The Language of Love
October 26th, 2018
On a late Thursday night I decided to watch a romantic high school movie. Of course, it was filled will drama, confusion, laughs, and love. Though as I watched, I actually enjoyed it. It was the first time I watched anything related to high school and love and well…didn’t gag or roll my eyes. Instead, I gushed….a lot.
I sat there for the first time missing high school. Missing the drama, the confusion, the laughs and yes…the love. To experience REAL complications in life instead of the made up ones in my head. Drama that actually existed and wasn’t the result of my fabricated thoughts. With this, I can’t help wonder if we weren’t childish in high school? Were we just living, learning, and putting it out there? Now, being older and unable to release our thoughts and struggles in the locker hallways, we are made to feel as though we have to keep them to ourselves; deal with our pain alone.
Take me back to when mistakes were socially acceptable. Where the cafeteria was the hub of gossip, and your trusted friends were your therapist. Where your heart would burst when talking to your crush. Where love was worth skipping class for. Worth fighting for. Worth quite literally, anything.
And now here we are. Made to pretend we are young adults who somehow know how to handle those same instances. Those same feelings in a “mature” manner…whatever that is supposed to mean.
I miss it…I miss all of it. Well…not ALL of it. I just miss the substance. The importance of your actions and words holding weight to someone else. Everything meant something.

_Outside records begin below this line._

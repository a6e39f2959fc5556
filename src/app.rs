//! Unpacked application packages.
//!
//! An [`Application`] is read-only once loaded: bundle identifier and display
//! name come from `Info.plist`, entitlements from the archived expanded
//! entitlements file, and sub-components from `PlugIns/*.appex`.

use std::collections::HashMap;
use std::fs;
use std::io;
use std::path::{Path, PathBuf};

use anyhow::{Context, Result, anyhow, bail};
use serde_json::Value;

/// Bundle identifier of this tool's own companion app. The companion gets
/// legacy bundle-identifier treatment and extra runtime metadata when signed.
pub const COMPANION_BUNDLE_ID: &str = "io.sideloadd.store";

/// Download URL for the companion `.ipa` used by `install-companion`.
pub const COMPANION_DOWNLOAD_URL: &str = "https://cdn.sideloadd.io/store/store.ipa";

/// Info.plist keys this tool writes into re-signed packages.
pub mod info_keys {
    /// The package's original bundle identifier, before adjustment.
    pub const ORIGINAL_BUNDLE_ID: &str = "SLBundleID";
    /// App-group identifiers granted by the embedded profile.
    pub const APP_GROUPS: &str = "SLAppGroups";
    /// Hardware identifier of the device the package was installed to.
    pub const DEVICE_ID: &str = "SLDeviceID";
    /// Identifier of the server installation that performed the install.
    pub const SERVER_ID: &str = "SLServerID";
    /// Serial number of the certificate embedded for runtime use.
    pub const CERTIFICATE_ID: &str = "SLCertificateID";
    /// Standard URL-types array key.
    pub const URL_TYPES: &str = "CFBundleURLTypes";
}

const ENTITLEMENTS_FILE: &str = "archived-expanded-entitlements.xcent";

#[derive(Debug, Clone)]
pub struct Application {
    pub path: PathBuf,
    pub name: String,
    pub bundle_identifier: String,
    pub entitlements: HashMap<String, Value>,
    pub extensions: Vec<Application>,
}

impl Application {
    /// Load an unpacked `.app` bundle from disk, including its extensions.
    pub fn load(bundle_path: &Path) -> Result<Self> {
        let mut application = Self::load_single(bundle_path)?;

        let plugins_dir = bundle_path.join("PlugIns");
        if plugins_dir.is_dir() {
            for entry in fs::read_dir(&plugins_dir)? {
                let path = entry?.path();
                if path.extension().is_some_and(|ext| ext == "appex") {
                    application.extensions.push(Self::load_single(&path)?);
                }
            }
        }

        Ok(application)
    }

    fn load_single(bundle_path: &Path) -> Result<Self> {
        let info: plist::Dictionary = plist::from_file(bundle_path.join("Info.plist"))
            .with_context(|| format!("failed to read Info.plist in {}", bundle_path.display()))?;

        let bundle_identifier = info
            .get("CFBundleIdentifier")
            .and_then(plist::Value::as_string)
            .ok_or_else(|| anyhow!("bundle at {} has no CFBundleIdentifier", bundle_path.display()))?
            .to_string();

        let name = info
            .get("CFBundleDisplayName")
            .or_else(|| info.get("CFBundleName"))
            .and_then(plist::Value::as_string)
            .unwrap_or(&bundle_identifier)
            .to_string();

        Ok(Self {
            path: bundle_path.to_path_buf(),
            name,
            bundle_identifier,
            entitlements: read_entitlements(bundle_path)?,
            extensions: Vec::new(),
        })
    }

    /// Whether this package is the tool's own companion app.
    pub fn is_companion(&self) -> bool {
        self.bundle_identifier == COMPANION_BUNDLE_ID
    }

    /// App-group identifiers declared in the entitlement set.
    pub fn app_groups(&self) -> Vec<String> {
        match self.entitlements.get(crate::portal::types::entitlements::APP_GROUPS) {
            Some(Value::Array(groups)) => groups
                .iter()
                .filter_map(|value| value.as_str().map(str::to_string))
                .collect(),
            _ => Vec::new(),
        }
    }

    pub fn info_plist_path(&self) -> PathBuf {
        self.path.join("Info.plist")
    }

    /// Construct an in-memory application for tests, without touching disk.
    pub fn for_tests(
        bundle_identifier: &str,
        name: &str,
        entitlements: HashMap<String, Value>,
    ) -> Self {
        Self {
            path: PathBuf::from(format!("/tmp/{name}.app")),
            name: name.to_string(),
            bundle_identifier: bundle_identifier.to_string(),
            entitlements,
            extensions: Vec::new(),
        }
    }
}

fn read_entitlements(bundle_path: &Path) -> Result<HashMap<String, Value>> {
    let path = bundle_path.join(ENTITLEMENTS_FILE);
    if !path.exists() {
        return Ok(HashMap::new());
    }

    let dict: plist::Dictionary = plist::from_file(&path)
        .with_context(|| format!("failed to read entitlements at {}", path.display()))?;

    dict.into_iter()
        .map(|(key, value)| {
            let json = serde_json::to_value(&value)
                .with_context(|| format!("unsupported entitlement value for {key}"))?;
            Ok((key, json))
        })
        .collect()
}

/// Unpack an `.ipa` archive into `destination` and return the path of the
/// `.app` bundle inside its `Payload` directory.
pub fn unpack_ipa(ipa_path: &Path, destination: &Path) -> Result<PathBuf> {
    let file = fs::File::open(ipa_path)
        .with_context(|| format!("failed to open package at {}", ipa_path.display()))?;
    let mut archive = zip::ZipArchive::new(io::BufReader::new(file))?;
    archive.extract(destination)?;

    let payload = destination.join("Payload");
    for entry in fs::read_dir(&payload)
        .with_context(|| format!("no Payload directory in {}", ipa_path.display()))?
    {
        let path = entry?.path();
        if path.extension().is_some_and(|ext| ext == "app") {
            return Ok(path);
        }
    }

    bail!("no .app bundle found in {}", ipa_path.display());
}

/// Pack an unpacked `.app` bundle back into an `.ipa` at `ipa_path`, under
/// the standard `Payload` directory.
pub fn pack_ipa(app_bundle: &Path, ipa_path: &Path) -> Result<()> {
    let bundle_name = app_bundle
        .file_name()
        .and_then(|name| name.to_str())
        .ok_or_else(|| anyhow!("invalid bundle path {}", app_bundle.display()))?;

    let file = fs::File::create(ipa_path)
        .with_context(|| format!("failed to create {}", ipa_path.display()))?;
    let mut writer = zip::ZipWriter::new(io::BufWriter::new(file));
    let options = zip::write::SimpleFileOptions::default()
        .compression_method(zip::CompressionMethod::Deflated);

    for entry in walkdir::WalkDir::new(app_bundle) {
        let entry = entry?;
        let relative = entry
            .path()
            .strip_prefix(app_bundle)
            .map_err(|_| anyhow!("entry escapes bundle root"))?;
        let archived = format!("Payload/{bundle_name}/{}", relative.display());

        if entry.file_type().is_dir() {
            writer.add_directory(archived, options)?;
        } else {
            writer.start_file(archived, options)?;
            let mut source = fs::File::open(entry.path())?;
            io::copy(&mut source, &mut writer)?;
        }
    }

    writer.finish()?;
    Ok(())
}

/// Read a bundle's Info.plist as a mutable dictionary.
pub fn read_info_plist(bundle_path: &Path) -> Result<plist::Dictionary> {
    plist::from_file(bundle_path.join("Info.plist"))
        .with_context(|| format!("failed to read Info.plist in {}", bundle_path.display()))
}

/// Write a bundle's Info.plist back to disk.
pub fn write_info_plist(bundle_path: &Path, info: &plist::Dictionary) -> Result<()> {
    plist::to_file_xml(bundle_path.join("Info.plist"), info)
        .with_context(|| format!("failed to write Info.plist in {}", bundle_path.display()))
}

#[cfg(test)]
mod tests {
    use super::*;

    pub(crate) fn write_bundle(
        dir: &Path,
        name: &str,
        bundle_id: &str,
        groups: &[&str],
    ) -> PathBuf {
        let bundle = dir.join(format!("{name}.app"));
        fs::create_dir_all(&bundle).unwrap();

        let mut info = plist::Dictionary::new();
        info.insert("CFBundleIdentifier".into(), plist::Value::from(bundle_id));
        info.insert("CFBundleName".into(), plist::Value::from(name));
        plist::to_file_xml(bundle.join("Info.plist"), &info).unwrap();

        if !groups.is_empty() {
            let mut entitlements = plist::Dictionary::new();
            entitlements.insert(
                crate::portal::types::entitlements::APP_GROUPS.into(),
                plist::Value::Array(groups.iter().map(|g| plist::Value::from(*g)).collect()),
            );
            plist::to_file_xml(bundle.join(ENTITLEMENTS_FILE), &entitlements).unwrap();
        }

        bundle
    }

    #[test]
    fn loads_identity_and_entitlements() {
        let dir = tempfile::tempdir().unwrap();
        let bundle = write_bundle(dir.path(), "Example", "com.example.app", &["group.com.example"]);

        let app = Application::load(&bundle).unwrap();
        assert_eq!(app.bundle_identifier, "com.example.app");
        assert_eq!(app.name, "Example");
        assert_eq!(app.app_groups(), vec!["group.com.example".to_string()]);
        assert!(!app.is_companion());
    }

    #[test]
    fn loads_extensions_from_plugins_dir() {
        let dir = tempfile::tempdir().unwrap();
        let bundle = write_bundle(dir.path(), "Example", "com.example.app", &[]);

        let plugins = bundle.join("PlugIns");
        fs::create_dir_all(&plugins).unwrap();
        let appex = plugins.join("Widget.appex");
        fs::create_dir_all(&appex).unwrap();
        let mut info = plist::Dictionary::new();
        info.insert(
            "CFBundleIdentifier".into(),
            plist::Value::from("com.example.app.Widget"),
        );
        info.insert("CFBundleName".into(), plist::Value::from("Widget"));
        plist::to_file_xml(appex.join("Info.plist"), &info).unwrap();

        let app = Application::load(&bundle).unwrap();
        assert_eq!(app.extensions.len(), 1);
        assert_eq!(app.extensions[0].bundle_identifier, "com.example.app.Widget");
    }

    #[test]
    fn packed_ipa_unpacks_to_the_same_bundle() {
        let dir = tempfile::tempdir().unwrap();
        let bundle = write_bundle(dir.path(), "Example", "com.example.app", &[]);

        let ipa = dir.path().join("Example.ipa");
        pack_ipa(&bundle, &ipa).unwrap();

        let unpacked = dir.path().join("unpacked");
        let app_path = unpack_ipa(&ipa, &unpacked).unwrap();
        let app = Application::load(&app_path).unwrap();
        assert_eq!(app.bundle_identifier, "com.example.app");
    }

    #[test]
    fn missing_entitlements_file_yields_empty_set() {
        let dir = tempfile::tempdir().unwrap();
        let bundle = write_bundle(dir.path(), "Example", "com.example.app", &[]);

        let app = Application::load(&bundle).unwrap();
        assert!(app.entitlements.is_empty());
        assert!(app.app_groups().is_empty());
    }
}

I haven’t loved or been loved in so long, I’m scared I have forgotten how to. That I’ve forgotten what it feels like and will therefore not know when it’s right in front of me. When did love become so scary? When did the risk factor become more than getting caught texting your crush in class? I’m talking so scary you remove it from your life, change you first name and never look back. I’m not sure if I have given up on love, or cultivated a life that learned to speak a language without it. I’ve been left voiceless. Maybe that’s what love is. Loud, noisy and sometimes too much to understand. All I know is that a world with sound is so much more entertaining, than one in silence. But how do you make it so both don’t become unbearable?
Self love. When does it become, “I’m happy with myself” to “I’m happy without anyone”? If I push away all the love that comes my way is that a form of self defense or self harm? Tell me, is that really self love? How am I to know when I love myself enough to put myself out there? Love myself enough to risk the possibility of getting hurt for the sake of a new love. Is my own love not enough?

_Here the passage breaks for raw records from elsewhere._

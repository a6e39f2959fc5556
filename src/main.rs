use std::fs;
use std::sync::Arc;

use anyhow::{Context, Result};
use clap::Parser;
use log::{error, info};
use url::Url;

use sideloadd::anisette::sources::{DEFAULT_SERVICE_URL, NullPluginBus, ServiceSource};
use sideloadd::anisette::AnisetteBroker;
use sideloadd::app::COMPANION_DOWNLOAD_URL;
use sideloadd::certificates::{CertificateCache, CertificateManager};
use sideloadd::cli;
use sideloadd::config::Directories;
use sideloadd::device::{self, CliDeviceTransport, DeviceTransport};
use sideloadd::disk::DeveloperDiskManager;
use sideloadd::error::is_silent_failure;
use sideloadd::interaction::{CliInteractor, Interactor};
use sideloadd::notify::{LogNotifier, Notifier};
use sideloadd::pipeline::{InstallPipeline, InstallRequest, LogObserver, PackageSource};
use sideloadd::portal::http::GatewayClient;
use sideloadd::portal::types::Device;
use sideloadd::portal::PortalClient;
use sideloadd::signer::{AppSigner, CommandSigner};

fn main() {
    env_logger::Builder::from_default_env()
        .format(|buf, record| {
            use std::io::Write;
            writeln!(
                buf,
                "[{} {} {}:{}] {}",
                buf.timestamp_millis(),
                record.level(),
                record.file().unwrap_or("unknown"),
                record.line().unwrap_or(0),
                record.args()
            )
        })
        .filter_level(log::LevelFilter::Info)
        .init();

    let rt = match tokio::runtime::Runtime::new() {
        Ok(rt) => rt,
        Err(e) => {
            eprintln!("FATAL: Failed to create Tokio runtime: {e}");
            std::process::exit(1);
        }
    };
    if let Err(e) = rt.block_on(real_main()) {
        if is_silent_failure(&e) {
            info!("cancelled");
            std::process::exit(0);
        }
        error!("{e:#}");
        std::process::exit(1);
    }
}

async fn real_main() -> Result<()> {
    let args = cli::Args::parse();

    match args.sub {
        cli::Cmd::Install {
            package,
            account,
            device,
            signer,
        } => {
            let source = package_source(&package)?;
            install(source, account, device, signer).await
        }
        cli::Cmd::InstallCompanion {
            account,
            device,
            signer,
        } => {
            let url = Url::parse(COMPANION_DOWNLOAD_URL)
                .context("invalid companion download URL")?;
            install(PackageSource::Remote(url), account, device, signer).await
        }
        cli::Cmd::Jit { process, device } => jit(process, device).await,
    }
}

/// A package argument is a URL when it parses as one with an http scheme,
/// otherwise a local path.
fn package_source(package: &str) -> Result<PackageSource> {
    if let Ok(url) = Url::parse(package) {
        if matches!(url.scheme(), "http" | "https") {
            return Ok(PackageSource::Remote(url));
        }
    }

    let path = std::path::PathBuf::from(package);
    if !path.is_file() {
        anyhow::bail!("no package found at {}", path.display());
    }
    Ok(PackageSource::Local(path))
}

fn device_from_args(args: &cli::DeviceArgs) -> Device {
    Device {
        name: args.device_name.clone(),
        identifier: args.device_id.clone(),
        kind: args.device_kind.into(),
        os_version: args.os_version,
    }
}

async fn install(
    source: PackageSource,
    account: cli::AccountArgs,
    device_args: cli::DeviceArgs,
    signer_program: String,
) -> Result<()> {
    let directories = Directories::resolve()?;
    let server_id = load_server_id(&directories)?;

    let portal: Arc<dyn PortalClient> = Arc::new(GatewayClient::new());
    let interactor: Arc<dyn Interactor> = Arc::new(CliInteractor);
    let transport: Arc<dyn DeviceTransport> = Arc::new(CliDeviceTransport);
    let notifier: Arc<dyn Notifier> = Arc::new(LogNotifier);

    let service_url = Url::parse(DEFAULT_SERVICE_URL).context("invalid service URL")?;
    let anisette = Arc::new(AnisetteBroker::new(
        Arc::new(ServiceSource::new(service_url).context("failed to build anisette client")?),
        Arc::new(NullPluginBus),
    ));
    let certificates = Arc::new(CertificateManager::new(
        Arc::clone(&portal),
        Arc::clone(&interactor),
        CertificateCache::new(directories.certificates.clone()),
    ));
    let disks = Arc::new(DeveloperDiskManager::new(
        directories.developer_disks.clone(),
    ));

    let pipeline = InstallPipeline::new(
        portal,
        interactor,
        transport,
        notifier,
        anisette,
        certificates,
        disks,
        Box::new(move |certificate| {
            Arc::new(CommandSigner::new(signer_program.clone(), certificate.clone()))
                as Arc<dyn AppSigner>
        }),
        server_id,
    );

    let password = prompt_password(&account.apple_id).await?;
    let request = InstallRequest {
        apple_id: account.apple_id,
        password,
        device: device_from_args(&device_args),
        source,
    };

    pipeline.run(&request, &LogObserver).await
}

async fn jit(process: String, device_args: cli::DeviceArgs) -> Result<()> {
    let directories = Directories::resolve()?;
    let transport = CliDeviceTransport;
    let disks = DeveloperDiskManager::new(directories.developer_disks);

    device::enable_jit(&transport, &disks, &device_from_args(&device_args), &process).await
}

async fn prompt_password(apple_id: &str) -> Result<String> {
    let prompt = format!("Password for {apple_id}:");
    tokio::task::spawn_blocking(move || {
        inquire::Password::new(&prompt)
            .without_confirmation()
            .prompt()
            .context("failed to read password")
    })
    .await
    .context("password prompt interrupted")?
}

/// A stable per-installation identifier, generated on first use and recorded
/// into companion apps so they can recognize this installation later.
fn load_server_id(directories: &Directories) -> Result<String> {
    let path = directories
        .certificates
        .parent()
        .unwrap_or(&directories.certificates)
        .join("server-id");

    if let Ok(existing) = fs::read_to_string(&path) {
        let trimmed = existing.trim();
        if !trimmed.is_empty() {
            return Ok(trimmed.to_string());
        }
    }

    let id = uuid::Uuid::new_v4().simple().to_string().to_uppercase();
    if let Some(parent) = path.parent() {
        fs::create_dir_all(parent)?;
    }
    fs::write(&path, &id).context("failed to persist server id")?;
    Ok(id)
}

I’m not sure, but I know that even on the days I feel as though love doesn’t exists, I know it does. Like a ghost forever haunting my mind. Always there, always trying to make its presence known. And here I am doing everything in my power to believe it isn’t real. The positive? Love is a native language everyone grows up with and that is something that can never be lost. Perhaps deep within us. Perhaps dark. But there…always there and waiting to brought out for the rest of the world to experience.
Perhaps thats really what self love is. It’s not about learning how to love yourself. It’s about learning to share the love you’ve defined and hold within you, with others.
Learn the language of love and speak it.